What the exercise asks:
Look through the entries below and show every line containing the word "ConfirmDelete".

▼

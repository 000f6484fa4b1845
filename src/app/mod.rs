//! Application module
//!
//! Contains the interactive session: key dispatch and the event loop.
//!
//! # Module Structure
//! - `state` - Application state types (AppState, AppMode, FilterField)
//! - Main module - App struct and event loop

mod state;

pub use state::{AppMode, AppState, FilterField};

use crate::components::keybindings::{KeyAction, KeybindingContext};
use crate::employee::Employee;
use crate::engine::Directory;
use crate::error::{DirectoryError, Result};
use crate::form::SaveOutcome;
use crate::input::TextEdit;
use crate::routes::Route;
use crate::types::{cycle_next, cycle_previous};
use crate::ui::UiRenderer;
use crossterm::event::{self, Event, KeyCode, KeyEvent, KeyEventKind};
use ratatui::{Frame, Terminal, backend::Backend};
use std::time::Duration;
use tracing::{debug, info};

/// Main application struct
pub struct App {
    directory: Directory,
    state: AppState,
    ui_renderer: UiRenderer,
    /// Keybinding context for dispatch and navigation hints
    keybinding_context: KeybindingContext,
}

impl App {
    /// Create a session over `directory`, opened on `route`
    pub fn new(directory: Directory, route: Route) -> Self {
        Self {
            directory,
            state: AppState::new(route),
            ui_renderer: UiRenderer::new(),
            keybinding_context: KeybindingContext::new(),
        }
    }

    pub fn state(&self) -> &AppState {
        &self.state
    }

    pub fn directory(&self) -> &Directory {
        &self.directory
    }

    /// Employee under the cursor on the current page
    pub fn selected_employee(&self) -> Option<&Employee> {
        self.directory
            .view(&self.state.view)
            .items
            .get(self.state.selected)
            .copied()
    }

    /// Render one frame
    pub fn draw(&self, f: &mut Frame) {
        self.ui_renderer
            .render(f, &self.state, &self.directory, &self.keybinding_context);
    }

    /// Run the main loop until the user quits
    pub fn run<B: Backend>(&mut self, terminal: &mut Terminal<B>) -> Result<()> {
        info!("Starting main application loop");

        loop {
            terminal.draw(|f| self.draw(f))?;

            if event::poll(Duration::from_millis(100))? {
                if let Event::Key(key_event) = event::read()? {
                    if self.handle_key_event(key_event)? {
                        break;
                    }
                }
            }
        }

        info!("Main loop finished");
        Ok(())
    }

    /// Handle a keyboard event. Returns `true` when the app should exit.
    pub fn handle_key_event(&mut self, key_event: KeyEvent) -> Result<bool> {
        if key_event.kind != KeyEventKind::Press {
            return Ok(false);
        }

        let mode = self.state.mode;
        let action = self.keybinding_context.action_for(&mode, &key_event);

        // Help overlay swallows everything until dismissed
        if self.state.help_visible {
            if matches!(key_event.code, KeyCode::Char('?') | KeyCode::Esc) {
                self.state.help_visible = false;
            }
            return Ok(false);
        }

        if action == Some(KeyAction::Help) {
            self.state.help_visible = true;
            return Ok(false);
        }

        match mode {
            AppMode::Directory => self.handle_directory(action),
            AppMode::Search => {
                self.handle_search(action, &key_event);
                Ok(false)
            }
            AppMode::FilterPanel => {
                self.handle_filter_panel(action, &key_event);
                Ok(false)
            }
            AppMode::EmployeeForm => {
                self.handle_form(action, &key_event)?;
                Ok(false)
            }
            AppMode::ConfirmDelete => {
                self.handle_confirm_delete(action);
                Ok(false)
            }
            AppMode::NotFound => Ok(self.handle_not_found(action)),
        }
    }

    fn handle_directory(&mut self, action: Option<KeyAction>) -> Result<bool> {
        let Some(action) = action else {
            return Ok(false);
        };

        match action {
            KeyAction::NavigateUp => {
                self.state.selected = self.state.selected.saturating_sub(1);
            }
            KeyAction::NavigateDown => {
                let len = self.directory.view(&self.state.view).items.len();
                if self.state.selected + 1 < len {
                    self.state.selected += 1;
                }
            }
            KeyAction::PreviousPage => {
                if self.state.view.previous_page() {
                    self.state.selected = 0;
                }
            }
            KeyAction::NextPage => {
                let total = self.directory.view(&self.state.view).total_pages;
                if self.state.view.next_page(total) {
                    self.state.selected = 0;
                }
            }
            KeyAction::FocusSearch => self.state.mode = AppMode::Search,
            KeyAction::ToggleFilters => {
                self.state.filter_focus = FilterField::default();
                self.state.mode = AppMode::FilterPanel;
            }
            KeyAction::CycleSort => {
                let sort_key = cycle_next(self.state.view.sort_key());
                self.state.view.set_sort_key(sort_key);
                self.state.selected = 0;
                self.state.status_message = format!("Sort by: {}", sort_key.label());
            }
            KeyAction::CyclePageSize => {
                let page_size = cycle_next(self.state.view.page_size());
                self.state.view.set_page_size(page_size);
                self.state.selected = 0;
                self.state.status_message = format!("Showing {} per page", page_size);
            }
            KeyAction::AddEmployee => {
                self.state.form.open_add()?;
                self.state.mode = AppMode::EmployeeForm;
            }
            KeyAction::EditEmployee => {
                if let Some(employee) = self.selected_employee().cloned() {
                    self.state.form.open_edit(&employee)?;
                    self.state.mode = AppMode::EmployeeForm;
                }
            }
            KeyAction::DeleteEmployee => {
                if let Some(id) = self.selected_employee().map(|e| e.id) {
                    self.state.pending_delete = Some(id);
                    self.state.mode = AppMode::ConfirmDelete;
                }
            }
            KeyAction::Quit => return Ok(true),
            _ => {}
        }
        Ok(false)
    }

    fn handle_search(&mut self, action: Option<KeyAction>, key_event: &KeyEvent) {
        match action {
            Some(KeyAction::Confirm) => self.state.mode = AppMode::Directory,
            Some(KeyAction::Cancel) => {
                self.state.view.set_search_term("");
                self.state.selected = 0;
                self.state.mode = AppMode::Directory;
            }
            _ => {
                if let Some(edit) = TextEdit::from_key(key_event) {
                    self.state.view.edit_search_term(|term| edit.apply(term));
                    self.state.selected = 0;
                }
            }
        }
    }

    fn handle_filter_panel(&mut self, action: Option<KeyAction>, key_event: &KeyEvent) {
        let focus = self.state.filter_focus;
        match action {
            Some(KeyAction::NextField) => self.state.filter_focus = cycle_next(focus),
            Some(KeyAction::PreviousField) => self.state.filter_focus = cycle_previous(focus),
            Some(KeyAction::OptionNext) => self.cycle_filter(focus, true),
            Some(KeyAction::OptionPrevious) => self.cycle_filter(focus, false),
            Some(KeyAction::ApplyFilters) => {
                self.state.view.reset_page();
                self.state.selected = 0;
                self.state.mode = AppMode::Directory;
                self.state.status_message = "Filters applied".to_string();
            }
            Some(KeyAction::ResetFilters) => {
                self.state.view.reset_filters();
                self.state.selected = 0;
                self.state.status_message = "Filters reset".to_string();
            }
            Some(KeyAction::Cancel) => self.state.mode = AppMode::Directory,
            _ => {
                if focus == FilterField::FirstName {
                    if let Some(edit) = TextEdit::from_key(key_event) {
                        self.state
                            .view
                            .edit_filters(|filters| edit.apply(&mut filters.first_name));
                        self.state.selected = 0;
                    }
                }
            }
        }
    }

    fn cycle_filter(&mut self, focus: FilterField, forward: bool) {
        self.state.view.edit_filters(|filters| match focus {
            FilterField::Department => {
                filters.department = if forward {
                    filters.department.next()
                } else {
                    filters.department.previous()
                };
            }
            FilterField::Role => {
                filters.role = if forward {
                    filters.role.next()
                } else {
                    filters.role.previous()
                };
            }
            FilterField::FirstName => {}
        });
        self.state.selected = 0;
    }

    fn handle_form(&mut self, action: Option<KeyAction>, key_event: &KeyEvent) -> Result<()> {
        let form = &mut self.state.form;
        match action {
            Some(KeyAction::NextField) => form.focus_next(),
            Some(KeyAction::PreviousField) => form.focus_previous(),
            Some(KeyAction::OptionNext) => form.cycle_focused(true),
            Some(KeyAction::OptionPrevious) => form.cycle_focused(false),
            Some(KeyAction::Save) => return self.save_form(),
            Some(KeyAction::Cancel) => {
                form.cancel()?;
                self.state.mode = AppMode::Directory;
            }
            _ => {
                if let Some(edit) = TextEdit::from_key(key_event) {
                    form.edit_focused(|text| edit.apply(text));
                }
            }
        }
        Ok(())
    }

    fn save_form(&mut self) -> Result<()> {
        match self.state.form.save(&mut self.directory) {
            Ok(outcome) => {
                self.state.status_message = match outcome {
                    SaveOutcome::Created(employee) => {
                        format!("Added {}", employee.full_name())
                    }
                    SaveOutcome::Updated(employee) => {
                        format!("Saved {}", employee.full_name())
                    }
                    SaveOutcome::Missing(id) => format!("Employee {} no longer exists", id),
                };
                self.state.mode = AppMode::Directory;
                self.sync_selection();
                Ok(())
            }
            Err(DirectoryError::Validation(message)) => {
                debug!(%message, "Form not saved");
                self.state.status_message = format!("Cannot save: {}", message);
                Ok(())
            }
            Err(e) => Err(e),
        }
    }

    fn handle_confirm_delete(&mut self, action: Option<KeyAction>) {
        match action {
            Some(KeyAction::Confirm) => {
                if let Some(id) = self.state.pending_delete.take() {
                    self.state.status_message = match self.directory.delete(id) {
                        Some(employee) => format!("Deleted {}", employee.full_name()),
                        None => format!("Employee {} was already removed", id),
                    };
                }
                self.state.mode = AppMode::Directory;
                self.sync_selection();
            }
            Some(KeyAction::Cancel) => {
                self.state.pending_delete = None;
                self.state.mode = AppMode::Directory;
            }
            _ => {}
        }
    }

    fn handle_not_found(&mut self, action: Option<KeyAction>) -> bool {
        match action {
            Some(KeyAction::GoHome) => {
                self.state.route = Route::Directory;
                self.state.mode = AppMode::Directory;
                false
            }
            Some(KeyAction::Quit) => true,
            _ => false,
        }
    }

    /// Keep the current page and the selected row in range after a mutation
    fn sync_selection(&mut self) {
        let total = self.directory.view(&self.state.view).total_pages;
        self.state.view.clamp_page(total);
        let len = self.directory.view(&self.state.view).items.len();
        self.state.selected = self.state.selected.min(len.saturating_sub(1));
    }
}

▲

Answer for the task:
            AppMode::ConfirmDelete => {
                    self.state.mode = AppMode::ConfirmDelete;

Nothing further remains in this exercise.